Record set:
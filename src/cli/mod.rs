//! CLI module for the Stratum deployment tool.
//!
//! This module provides the command-line interface for managing
//! environments and deploying desired-state documents.

mod commands;
mod output;

pub use commands::{Cli, Commands, ConfigCommands, EnvCommands, OutputFormat};
pub use output::{format_duration, ConsoleObserver, EnvSummary, OutputFormatter, CORRUPT_WARNING};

The task: From the line containing "deploying desired-state documents." down to the last line of the records, transcribe every line exactly and add nothing else.

Exercise output:
//! environments and deploying desired-state documents.

mod commands;
mod output;

pub use commands::{Cli, Commands, ConfigCommands, EnvCommands, OutputFormat};
pub use output::{format_duration, ConsoleObserver, EnvSummary, OutputFormatter, CORRUPT_WARNING};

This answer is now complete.